▶ [Supplied data]
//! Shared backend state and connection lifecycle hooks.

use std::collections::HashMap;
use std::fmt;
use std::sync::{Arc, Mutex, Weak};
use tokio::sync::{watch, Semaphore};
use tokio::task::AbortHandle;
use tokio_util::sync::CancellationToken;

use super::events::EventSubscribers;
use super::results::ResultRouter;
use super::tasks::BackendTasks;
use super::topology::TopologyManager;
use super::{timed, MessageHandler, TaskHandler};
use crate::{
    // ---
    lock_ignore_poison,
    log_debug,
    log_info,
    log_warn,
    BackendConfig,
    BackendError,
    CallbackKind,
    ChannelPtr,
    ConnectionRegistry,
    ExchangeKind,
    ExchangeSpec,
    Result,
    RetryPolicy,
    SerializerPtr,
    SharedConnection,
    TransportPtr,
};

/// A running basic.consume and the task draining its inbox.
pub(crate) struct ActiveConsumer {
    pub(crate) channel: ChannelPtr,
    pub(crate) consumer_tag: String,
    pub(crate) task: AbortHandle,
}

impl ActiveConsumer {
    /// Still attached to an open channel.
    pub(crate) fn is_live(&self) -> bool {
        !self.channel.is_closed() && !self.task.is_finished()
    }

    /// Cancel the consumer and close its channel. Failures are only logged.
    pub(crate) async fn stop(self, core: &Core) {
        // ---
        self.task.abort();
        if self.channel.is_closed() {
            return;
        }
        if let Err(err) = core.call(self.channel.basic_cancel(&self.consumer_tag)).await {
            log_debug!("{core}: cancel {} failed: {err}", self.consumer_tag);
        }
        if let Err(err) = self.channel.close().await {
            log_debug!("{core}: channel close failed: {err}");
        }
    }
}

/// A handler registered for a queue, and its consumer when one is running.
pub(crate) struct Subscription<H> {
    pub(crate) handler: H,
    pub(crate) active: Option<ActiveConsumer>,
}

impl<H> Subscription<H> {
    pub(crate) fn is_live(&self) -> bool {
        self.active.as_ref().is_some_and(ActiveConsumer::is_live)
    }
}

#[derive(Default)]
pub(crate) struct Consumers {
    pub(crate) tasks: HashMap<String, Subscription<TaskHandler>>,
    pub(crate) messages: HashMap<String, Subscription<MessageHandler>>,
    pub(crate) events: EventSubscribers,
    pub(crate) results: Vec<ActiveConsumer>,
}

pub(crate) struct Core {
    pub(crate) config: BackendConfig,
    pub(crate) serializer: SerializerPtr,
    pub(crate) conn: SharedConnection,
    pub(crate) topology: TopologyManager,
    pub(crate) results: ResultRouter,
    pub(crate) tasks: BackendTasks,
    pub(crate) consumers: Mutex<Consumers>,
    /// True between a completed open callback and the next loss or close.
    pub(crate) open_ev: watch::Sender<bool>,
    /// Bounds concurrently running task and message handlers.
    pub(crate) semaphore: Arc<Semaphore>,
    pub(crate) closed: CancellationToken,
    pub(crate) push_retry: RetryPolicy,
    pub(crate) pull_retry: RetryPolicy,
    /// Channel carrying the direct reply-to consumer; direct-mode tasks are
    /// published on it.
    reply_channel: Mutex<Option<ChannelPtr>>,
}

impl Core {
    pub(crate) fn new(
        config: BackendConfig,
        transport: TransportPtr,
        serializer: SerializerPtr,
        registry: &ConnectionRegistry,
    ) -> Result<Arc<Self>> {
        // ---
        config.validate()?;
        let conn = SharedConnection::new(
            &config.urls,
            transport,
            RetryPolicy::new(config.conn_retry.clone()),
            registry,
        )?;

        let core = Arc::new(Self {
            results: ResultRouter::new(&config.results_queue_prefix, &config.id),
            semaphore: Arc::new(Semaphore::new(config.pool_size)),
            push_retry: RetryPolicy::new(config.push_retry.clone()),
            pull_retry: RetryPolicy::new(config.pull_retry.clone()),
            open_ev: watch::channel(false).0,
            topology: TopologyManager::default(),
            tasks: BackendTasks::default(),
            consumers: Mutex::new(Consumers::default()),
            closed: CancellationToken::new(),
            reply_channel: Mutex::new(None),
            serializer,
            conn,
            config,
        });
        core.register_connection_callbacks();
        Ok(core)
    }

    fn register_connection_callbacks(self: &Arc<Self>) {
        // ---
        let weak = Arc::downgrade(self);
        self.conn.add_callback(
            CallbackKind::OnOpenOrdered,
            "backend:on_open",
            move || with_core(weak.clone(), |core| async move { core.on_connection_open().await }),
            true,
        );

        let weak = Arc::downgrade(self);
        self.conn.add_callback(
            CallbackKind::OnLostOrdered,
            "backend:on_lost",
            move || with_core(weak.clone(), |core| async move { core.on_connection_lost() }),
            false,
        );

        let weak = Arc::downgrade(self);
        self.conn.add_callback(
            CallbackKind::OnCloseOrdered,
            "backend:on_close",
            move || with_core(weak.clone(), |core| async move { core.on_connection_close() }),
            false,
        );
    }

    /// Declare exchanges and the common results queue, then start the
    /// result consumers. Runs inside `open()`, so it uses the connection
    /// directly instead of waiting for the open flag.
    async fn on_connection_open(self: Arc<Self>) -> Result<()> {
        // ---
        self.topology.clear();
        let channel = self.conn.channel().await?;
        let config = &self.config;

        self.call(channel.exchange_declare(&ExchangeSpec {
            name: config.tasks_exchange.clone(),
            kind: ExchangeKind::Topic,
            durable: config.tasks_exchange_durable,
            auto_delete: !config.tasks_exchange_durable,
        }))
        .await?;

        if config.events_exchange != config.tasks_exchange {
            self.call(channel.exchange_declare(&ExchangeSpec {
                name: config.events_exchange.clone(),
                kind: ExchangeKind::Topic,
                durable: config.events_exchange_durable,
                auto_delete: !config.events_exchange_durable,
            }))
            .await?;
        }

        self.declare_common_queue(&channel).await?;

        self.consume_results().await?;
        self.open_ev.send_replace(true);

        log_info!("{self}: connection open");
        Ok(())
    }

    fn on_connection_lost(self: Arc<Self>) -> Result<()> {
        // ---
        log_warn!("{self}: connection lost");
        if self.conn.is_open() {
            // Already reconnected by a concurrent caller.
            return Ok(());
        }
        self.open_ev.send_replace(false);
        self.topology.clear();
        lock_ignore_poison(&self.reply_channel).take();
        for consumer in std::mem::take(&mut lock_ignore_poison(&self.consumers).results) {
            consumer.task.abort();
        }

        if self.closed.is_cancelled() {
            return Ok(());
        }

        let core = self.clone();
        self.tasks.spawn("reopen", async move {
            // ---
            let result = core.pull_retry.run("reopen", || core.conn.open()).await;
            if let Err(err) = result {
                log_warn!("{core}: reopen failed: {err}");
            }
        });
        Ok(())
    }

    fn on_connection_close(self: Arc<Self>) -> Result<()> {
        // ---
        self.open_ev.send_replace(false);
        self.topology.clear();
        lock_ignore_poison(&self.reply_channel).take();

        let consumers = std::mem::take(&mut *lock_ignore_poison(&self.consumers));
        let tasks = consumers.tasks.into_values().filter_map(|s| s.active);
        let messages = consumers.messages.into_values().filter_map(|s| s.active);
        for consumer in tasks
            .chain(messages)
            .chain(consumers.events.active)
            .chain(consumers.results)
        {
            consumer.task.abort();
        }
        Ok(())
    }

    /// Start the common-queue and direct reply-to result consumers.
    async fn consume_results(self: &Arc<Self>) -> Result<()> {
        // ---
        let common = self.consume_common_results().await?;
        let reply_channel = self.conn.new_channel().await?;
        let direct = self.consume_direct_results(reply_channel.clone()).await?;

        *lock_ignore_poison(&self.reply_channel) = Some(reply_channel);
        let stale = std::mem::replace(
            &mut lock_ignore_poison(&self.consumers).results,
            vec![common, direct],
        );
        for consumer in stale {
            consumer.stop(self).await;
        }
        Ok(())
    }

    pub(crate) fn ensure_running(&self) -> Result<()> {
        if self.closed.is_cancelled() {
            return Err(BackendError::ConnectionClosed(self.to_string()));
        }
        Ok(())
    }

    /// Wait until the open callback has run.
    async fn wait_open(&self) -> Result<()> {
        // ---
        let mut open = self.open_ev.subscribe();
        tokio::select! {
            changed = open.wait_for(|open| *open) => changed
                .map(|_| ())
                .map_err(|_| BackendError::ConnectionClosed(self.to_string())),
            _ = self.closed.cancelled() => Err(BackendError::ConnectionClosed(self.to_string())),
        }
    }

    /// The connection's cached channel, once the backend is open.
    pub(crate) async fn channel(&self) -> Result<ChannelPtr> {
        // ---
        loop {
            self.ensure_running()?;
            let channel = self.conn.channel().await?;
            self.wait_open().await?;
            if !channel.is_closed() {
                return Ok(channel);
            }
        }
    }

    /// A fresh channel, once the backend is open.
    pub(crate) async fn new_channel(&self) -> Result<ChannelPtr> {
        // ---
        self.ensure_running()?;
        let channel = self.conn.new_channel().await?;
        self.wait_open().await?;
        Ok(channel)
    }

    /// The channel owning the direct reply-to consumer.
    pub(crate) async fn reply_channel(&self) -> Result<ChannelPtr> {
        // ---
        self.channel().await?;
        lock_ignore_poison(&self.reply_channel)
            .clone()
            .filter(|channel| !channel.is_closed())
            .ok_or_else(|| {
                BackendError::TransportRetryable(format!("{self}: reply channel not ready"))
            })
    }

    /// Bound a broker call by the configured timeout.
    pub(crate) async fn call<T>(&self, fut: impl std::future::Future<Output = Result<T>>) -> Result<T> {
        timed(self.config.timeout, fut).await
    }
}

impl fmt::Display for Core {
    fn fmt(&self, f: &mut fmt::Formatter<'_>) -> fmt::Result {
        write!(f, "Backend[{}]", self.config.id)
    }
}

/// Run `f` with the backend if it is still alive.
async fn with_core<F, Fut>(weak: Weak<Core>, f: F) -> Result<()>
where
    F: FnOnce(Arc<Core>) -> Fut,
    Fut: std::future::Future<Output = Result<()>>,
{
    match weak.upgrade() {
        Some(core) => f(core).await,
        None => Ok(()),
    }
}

---

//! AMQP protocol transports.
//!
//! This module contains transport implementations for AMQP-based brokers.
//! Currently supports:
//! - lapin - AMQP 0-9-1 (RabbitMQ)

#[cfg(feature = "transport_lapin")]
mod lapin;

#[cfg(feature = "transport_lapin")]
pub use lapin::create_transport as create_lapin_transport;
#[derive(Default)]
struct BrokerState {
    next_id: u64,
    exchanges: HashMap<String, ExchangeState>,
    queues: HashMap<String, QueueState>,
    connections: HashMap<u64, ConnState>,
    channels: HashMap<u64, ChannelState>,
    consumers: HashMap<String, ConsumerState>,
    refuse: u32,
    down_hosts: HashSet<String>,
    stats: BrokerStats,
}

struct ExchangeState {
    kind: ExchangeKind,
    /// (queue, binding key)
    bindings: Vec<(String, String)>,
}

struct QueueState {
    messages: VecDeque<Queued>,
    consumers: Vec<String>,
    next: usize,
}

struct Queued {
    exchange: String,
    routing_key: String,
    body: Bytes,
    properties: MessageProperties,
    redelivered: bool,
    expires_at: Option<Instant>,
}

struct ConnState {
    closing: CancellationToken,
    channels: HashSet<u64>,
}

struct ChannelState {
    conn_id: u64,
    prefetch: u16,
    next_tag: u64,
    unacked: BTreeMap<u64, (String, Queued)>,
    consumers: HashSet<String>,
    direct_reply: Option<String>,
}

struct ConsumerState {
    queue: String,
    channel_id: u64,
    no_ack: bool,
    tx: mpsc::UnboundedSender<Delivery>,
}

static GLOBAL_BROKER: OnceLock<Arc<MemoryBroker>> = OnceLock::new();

* * *

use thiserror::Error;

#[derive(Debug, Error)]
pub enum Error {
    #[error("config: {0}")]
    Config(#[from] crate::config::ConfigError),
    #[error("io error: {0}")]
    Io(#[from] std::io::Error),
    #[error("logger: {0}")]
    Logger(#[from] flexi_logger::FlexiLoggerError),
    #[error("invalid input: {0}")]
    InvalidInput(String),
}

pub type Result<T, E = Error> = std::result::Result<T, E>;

▶ [What needs to be done] Every line in the data that holds the string "bool" should be copied.

▶ [Task output]
    pub(crate) fn is_live(&self) -> bool {
    pub(crate) fn is_live(&self) -> bool {
    pub(crate) open_ev: watch::Sender<bool>,
    redelivered: bool,
    no_ack: bool,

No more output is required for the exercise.